Introduction: Growing evidence has brought stem cell therapy to the forefront as new promising approaches towards stroke treatment. Of all candidate seeding cells, adipose-derived stem cells (ADSCs) are considered as one of the most appropriate for stroke treatment. However, previous experimental data could not reach to an agreement on the efficacy of ADSC transplantation for treating stroke in vivo as well as its mechanism which hinders their further clinical translational application.
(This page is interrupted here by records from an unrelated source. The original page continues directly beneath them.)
//! Server side of admin authentication.
//!
//! The gate authenticates anyone the identity provider knows but only
//! authorizes emails on the [`AdminAllowList`]. A valid token for any other
//! identity is rejected with [`ADMINISTRATORS_ONLY`] and no cookie is issued.

use std::sync::Arc;
use std::time::Duration;

use absterco_core::{AppError, AppResult, ErrorKind};
use http::HeaderMap;
use serde_json::json;
use tracing::{debug, info, warn};

use crate::allowlist::AdminAllowList;
use crate::cookie::{read_cookie, SessionCookie};
use crate::options::{AuthOptions, CookieOptions};
use crate::provider::VerifiedIdentity;
use crate::session::{RejectReason, SessionContext, UserSnapshot};
use crate::strategy::{AuthStrategy, BypassStrategy, VerifiedStrategy};

pub const ADMINISTRATORS_ONLY: &str = "Access denied: administrators only";

/// Value of the bypass flag cookie.
const BYPASS_FLAG: &str = "1";

/// Successful verification: the user and the cookie to set.
#[derive(Clone, Debug)]
pub struct VerifiedSession {
    pub user: UserSnapshot,
    pub cookie: SessionCookie,
    pub bypass: bool,
}

pub struct SessionGate {
    strategy: AuthStrategy,
    allow_list: Arc<dyn AdminAllowList>,
    cookies: CookieOptions,
    session_ttl: Duration,
    login_path: String,
}

impl SessionGate {
    pub fn new(options: &AuthOptions, strategy: AuthStrategy, allow_list: Arc<dyn AdminAllowList>) -> Self {
        Self {
            strategy,
            allow_list,
            cookies: options.cookie.clone(),
            session_ttl: options.session.expires_in,
            login_path: options.login_path.clone(),
        }
    }

    pub fn is_bypass(&self) -> bool {
        self.strategy.is_bypass()
    }

    pub fn login_path(&self) -> &str {
        &self.login_path
    }

    /// Delay the login page waits before jumping to the admin area in bypass mode.
    pub fn bypass_redirect_delay(&self) -> Option<Duration> {
        match &self.strategy {
            AuthStrategy::Bypass(bypass) => Some(bypass.redirect_delay()),
            AuthStrategy::Verified(_) => None,
        }
    }

    /// Exchange a client id token for an admin session.
    pub async fn verify(&self, id_token: &str) -> AppResult<VerifiedSession> {
        match &self.strategy {
            AuthStrategy::Bypass(bypass) => Ok(self.bypass_session(bypass)),
            AuthStrategy::Verified(verified) => self.verified_session(verified, id_token).await,
        }
    }

    /// [`verify`](Self::verify) driven through `ctx`: `Verifying`, then
    /// `Authenticated` or `Rejected` with the reason.
    pub async fn sign_in(&self, ctx: &mut SessionContext, id_token: &str) -> AppResult<VerifiedSession> {
        ctx.begin_verification()
            .map_err(|e| AppError::conflict(e.to_string()).into_anyhow())?;

        let result = self.verify(id_token).await;
        let outcome = match &result {
            Ok(session) => Ok(session.user.clone()),
            Err(err) => Err(reject_reason(err)),
        };
        ctx.resolve(outcome)
            .map_err(|e| AppError::general(e.to_string()).into_anyhow())?;
        result
    }

    /// [`status`](Self::status) applied to `ctx`.
    pub async fn refresh(&self, ctx: &mut SessionContext, headers: &HeaderMap) -> AppResult<Option<UserSnapshot>> {
        let user = self.status(headers).await?;
        ctx.apply_status(user.clone());
        Ok(user)
    }

    /// Re-validate the cookies of a request. `None` means no valid session.
    pub async fn status(&self, headers: &HeaderMap) -> AppResult<Option<UserSnapshot>> {
        match &self.strategy {
            AuthStrategy::Bypass(bypass) => {
                let flagged = read_cookie(headers, &self.cookies.bypass_name).as_deref() == Some(BYPASS_FLAG);
                Ok(flagged.then(|| bypass.user().clone()))
            }
            AuthStrategy::Verified(verified) => {
                let Some(cookie) = read_cookie(headers, &self.cookies.name) else {
                    return Ok(None);
                };
                let identity = match verified.provider().verify_session_cookie(&cookie, true).await {
                    Ok(identity) => identity,
                    Err(err) => {
                        debug!(error = %err, "auth.session_invalid");
                        return Ok(None);
                    }
                };
                let Some(email) = identity.email.clone() else {
                    return Ok(None);
                };
                // Removal from the allow-list ends existing sessions too.
                if !self.allow_list.is_admin(&email).await? {
                    debug!(uid = %identity.uid, email = %email, "auth.session_no_longer_admin");
                    return Ok(None);
                }
                Ok(Some(snapshot(&identity, email)))
            }
        }
    }

    /// Like [`status`](Self::status) but a missing session is an `AuthInvalid` error.
    pub async fn authenticate(&self, headers: &HeaderMap) -> AppResult<UserSnapshot> {
        let mut ctx = SessionContext::new(self.login_path.clone());
        if let Some(user) = self.refresh(&mut ctx, headers).await? {
            return Ok(user);
        }
        Err(AppError::auth_invalid("Authentication required")
            .with_data(json!({ "redirect": ctx.on_unauthorized() }))
            .into_anyhow())
    }

    /// End the session of a request. Returns the cookies that clear it.
    ///
    /// Revoking the provider tokens is best effort: the cookies are cleared
    /// regardless.
    pub async fn sign_out(&self, headers: &HeaderMap) -> Vec<SessionCookie> {
        if let AuthStrategy::Verified(verified) = &self.strategy {
            if let Some(cookie) = read_cookie(headers, &self.cookies.name) {
                match verified.provider().verify_session_cookie(&cookie, false).await {
                    Ok(identity) => {
                        if let Err(err) = verified.provider().revoke_refresh_tokens(&identity.uid).await {
                            warn!(uid = %identity.uid, error = %err, "auth.revoke_failed");
                        } else {
                            info!(uid = %identity.uid, "auth.signed_out");
                        }
                    }
                    Err(err) => debug!(error = %err, "auth.sign_out_without_valid_session"),
                }
            }
        }

        vec![
            SessionCookie::clear(self.cookies.name.clone(), &self.cookies),
            SessionCookie::clear(self.cookies.bypass_name.clone(), &self.cookies),
        ]
    }

    fn bypass_session(&self, bypass: &BypassStrategy) -> VerifiedSession {
        warn!(uid = %bypass.user().uid, "auth.bypass_verification: issuing mock admin session");
        VerifiedSession {
            user: bypass.user().clone(),
            cookie: SessionCookie::new(self.cookies.bypass_name.clone(), BYPASS_FLAG, &self.cookies)
                .with_max_age(self.session_ttl),
            bypass: true,
        }
    }

    async fn verified_session(&self, verified: &VerifiedStrategy, id_token: &str) -> AppResult<VerifiedSession> {
        if id_token.trim().is_empty() {
            return Err(AppError::bad_request("idToken is required").into_anyhow());
        }

        let provider = verified.provider();
        let identity = provider.verify_id_token(id_token, true).await?;
        let email = identity
            .email
            .clone()
            .ok_or_else(|| AppError::auth_invalid("Token carries no email address").into_anyhow())?;

        if !self.allow_list.is_admin(&email).await? {
            warn!(uid = %identity.uid, email = %email, "auth.rejected_non_admin");
            return Err(AppError::auth_rejected(ADMINISTRATORS_ONLY)
                .with_data(json!({ "email": email }))
                .into_anyhow());
        }

        let session = provider.create_session_cookie(id_token, self.session_ttl).await?;
        info!(uid = %identity.uid, email = %email, "auth.session_created");

        Ok(VerifiedSession {
            user: snapshot(&identity, email),
            cookie: SessionCookie::new(self.cookies.name.clone(), session, &self.cookies)
                .with_max_age(self.session_ttl),
            bypass: false,
        })
    }
}

fn reject_reason(err: &absterco_core::errors::AnyError) -> RejectReason {
    match AppError::from_anyhow(err) {
        Some(app) if app.kind == ErrorKind::AuthRejected => RejectReason::NotAdministrator {
            email: app
                .data
                .as_ref()
                .and_then(|d| d.get("email"))
                .and_then(|e| e.as_str())
                .unwrap_or_default()
                .to_string(),
        },
        Some(app) => RejectReason::Invalid {
            message: app.message.clone(),
        },
        None => RejectReason::Invalid {
            message: err.to_string(),
        },
    }
}

fn snapshot(identity: &VerifiedIdentity, email: String) -> UserSnapshot {
    let name = identity
        .name
        .clone()
        .filter(|n| !n.trim().is_empty())
        .unwrap_or_else(|| email.split('@').next().unwrap_or_default().to_string());
    UserSnapshot {
        uid: identity.uid.clone(),
        email,
        name,
        is_admin: true,
    }
}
Methods: To explore their in vivo mechanism of hADSC administration on neurological injury, hADSC were labeled with Enhanced Green Fluorescence Protein expressing FG12 lentivirus and injected into MCAO mouse infarct area by in situ way. Neurological function was evaluated by Rogers Scaling System and their spatial learning and memory was determined by Morris Test. 2,3,5-triphenyltetrazolium chloride was carried out to compare the infarct area among groups. Histoimmunostaining was used to track the injected hADSCs for their in vivo migration, transdifferentiation and integration with the endogenous neuronal circuitry. To better address the underlying rescuing mechanism, qRT-PCR was performed on neural markers of MBP, MAP2, GFAP, microglia marker of Iba1.
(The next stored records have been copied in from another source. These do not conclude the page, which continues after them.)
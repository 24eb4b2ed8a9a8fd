// Admin route guard.

use absterco_auth::UserSnapshot;
use absterco_core::{AppError, ErrorKind};
use axum::extract::FromRequestParts;
use axum::http::header::ACCEPT;
use axum::http::request::Parts;
use axum::response::{IntoResponse, Redirect, Response};

use crate::error::ApiError;
use crate::state::AppState;

/// The signed-in administrator of an admin request.
///
/// Without a valid session the request is answered with 401 and
/// `data.redirect`, or with a 303 to the login page when the client asked
/// for HTML.
#[derive(Clone, Debug)]
pub struct AdminSession(pub UserSnapshot);

impl FromRequestParts<AppState> for AdminSession {
    type Rejection = Response;

    async fn from_request_parts(parts: &mut Parts, state: &AppState) -> Result<Self, Self::Rejection> {
        match state.gate.authenticate(&parts.headers).await {
            Ok(user) => Ok(AdminSession(user)),
            Err(err) if AppError::kind_of(&err) == ErrorKind::AuthInvalid && wants_html(parts) => {
                Err(Redirect::to(state.gate.login_path()).into_response())
            }
            Err(err) => Err(ApiError(err).into_response()),
        }
    }
}

fn wants_html(parts: &Parts) -> bool {
    parts
        .headers
        .get(ACCEPT)
        .and_then(|v| v.to_str().ok())
        .is_some_and(|accept| accept.contains("text/html"))
}
use thiserror::Error;

/// Result type for blob operations
pub type BlobResult<T> = Result<T, BlobError>;

/// Errors that can occur during blob operations
#[derive(Error, Debug)]
pub enum BlobError {
    #[error("Blob not found: {path}")]
    NotFound { path: String },

    #[error("Invalid request: {message}")]
    Invalid { message: String },

    #[error("Upload failed: {reason}")]
    UploadFailed { reason: String },

    #[error("Storage backend error: {source}")]
    Backend {
        #[source]
        source: Box<dyn std::error::Error + Send + Sync>,
    },
}

impl BlobError {
    /// Create a backend error from any error type
    pub fn backend<E>(error: E) -> Self
    where
        E: std::error::Error + Send + Sync + 'static,
    {
        Self::Backend {
            source: Box::new(error),
        }
    }

    pub fn invalid<S: Into<String>>(message: S) -> Self {
        Self::Invalid {
            message: message.into(),
        }
    }

    pub fn not_found<S: Into<String>>(path: S) -> Self {
        Self::NotFound { path: path.into() }
    }

    pub fn upload_failed<S: Into<String>>(reason: S) -> Self {
        Self::UploadFailed {
            reason: reason.into(),
        }
    }
}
Results: It was found that hADSCs could promote both spatial learning and memory of MCAO mice. Co-localization of GFP and MAP2 were found in the whole cortex with significantly (P<0.01) higher percentage at the contralateral cortex compared with the ipsilateral cortex. Low percentage of GFP and GFAP co-localized cells were found at whole cortex. Meanwhile, Iba1(+) microglia and GFAP(+) astrocyte cells were significantly (P<0.05) suppressed by hADSC injection.
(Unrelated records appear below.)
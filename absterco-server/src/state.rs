use std::sync::Arc;

use absterco_auth::{AuthOptions, AuthStrategy, SessionGate, StaticAllowList};
use absterco_blob::{BlobStorage, BlobStore, MemoryBlobStore, S3CompatibleStore};
use absterco_content::{
    AdminUserDirectory, ContentRepository, DocumentStore, FirestoreStore, LifecycleManager, MemoryDocumentStore,
};
use absterco_core::{AppError, AppResult};
use tracing::info;

use crate::allowlist::DirectoryAllowList;
use crate::config::{BlobBackend, ServerSettings, Settings, StoreSettings};

/// Shared handles every route works with.
#[derive(Clone)]
pub struct AppState {
    pub gate: Arc<SessionGate>,
    pub repo: Arc<ContentRepository>,
    pub lifecycle: Arc<LifecycleManager>,
    pub users: Arc<AdminUserDirectory>,
    /// Emails registered as admins by `POST /api/admin/setup`
    pub bootstrap_admins: Arc<Vec<String>>,
    pub server: Arc<ServerSettings>,
}

impl AppState {
    /// Wire the state from already-built stores.
    pub fn assemble(
        settings: &Settings,
        documents: Arc<dyn DocumentStore>,
        blobs: Arc<dyn BlobStore>,
        strategy: AuthStrategy,
    ) -> Self {
        let repo = Arc::new(ContentRepository::new(Arc::clone(&documents)));
        let storage = Arc::new(BlobStorage::new(blobs, settings.blob.clone()));
        let lifecycle = Arc::new(LifecycleManager::new(
            Arc::clone(&repo),
            storage,
            settings.compression.clone(),
        ));
        let users = Arc::new(AdminUserDirectory::new(documents));

        let allow_list = Arc::new(DirectoryAllowList::new(
            StaticAllowList::new(&settings.auth.admin_emails),
            Arc::clone(&users),
        ));
        let gate = Arc::new(SessionGate::new(&settings.auth, strategy, allow_list));

        Self {
            gate,
            repo,
            lifecycle,
            users,
            bootstrap_admins: Arc::new(settings.auth.admin_emails.clone()),
            server: Arc::new(settings.server.clone()),
        }
    }

    /// Connect to the configured backends.
    pub async fn connect(settings: &Settings) -> AppResult<Self> {
        let documents: Arc<dyn DocumentStore> = match &settings.store {
            StoreSettings::Memory => {
                info!("store.memory: posts and users are kept in process memory");
                Arc::new(MemoryDocumentStore::new())
            }
            StoreSettings::Firestore(fs) => {
                info!(project_id = %fs.project_id, emulator = ?fs.emulator_host, "store.firestore");
                Arc::new(FirestoreStore::new(fs.clone())?)
            }
        };

        let blobs: Arc<dyn BlobStore> = match &settings.blob_backend {
            BlobBackend::Memory => {
                info!("blob.memory: uploaded images are kept in process memory");
                Arc::new(MemoryBlobStore::new())
            }
            BlobBackend::S3(s3) => {
                info!(bucket = %s3.bucket, endpoint = ?s3.endpoint_url, "blob.s3");
                Arc::new(S3CompatibleStore::new(s3.clone()).await.map_err(|e| {
                    AppError::storage("Failed to configure blob store")
                        .with_source(e.into())
                        .into_anyhow()
                })?)
            }
        };

        let strategy = select_strategy(&settings.auth)?;
        Ok(Self::assemble(settings, documents, blobs, strategy))
    }
}

fn select_strategy(options: &AuthOptions) -> AppResult<AuthStrategy> {
    let strategy = AuthStrategy::from_options(options)?;
    if !strategy.is_bypass() && options.admin_emails.is_empty() {
        info!("auth.no_bootstrap_admins: only directory admins can sign in");
    }
    Ok(strategy)
}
Conclusions: hADSCs could transdifferentiate into neuron like cells (MAP2(+)) in vivo and probably used as seeding cells for replacement based stem cell therapy of stroke. Also, significant immunomodulation was found. Meanwhile hADSCs could significantly protect the endogenous neuron survival. This study demonstrated that hADSC intervention with MCAO mice could apparently ameliorate stroke symptoms by direct cell replacement, enhanced immnunosuppression and increasing the viability of endogenous neurons.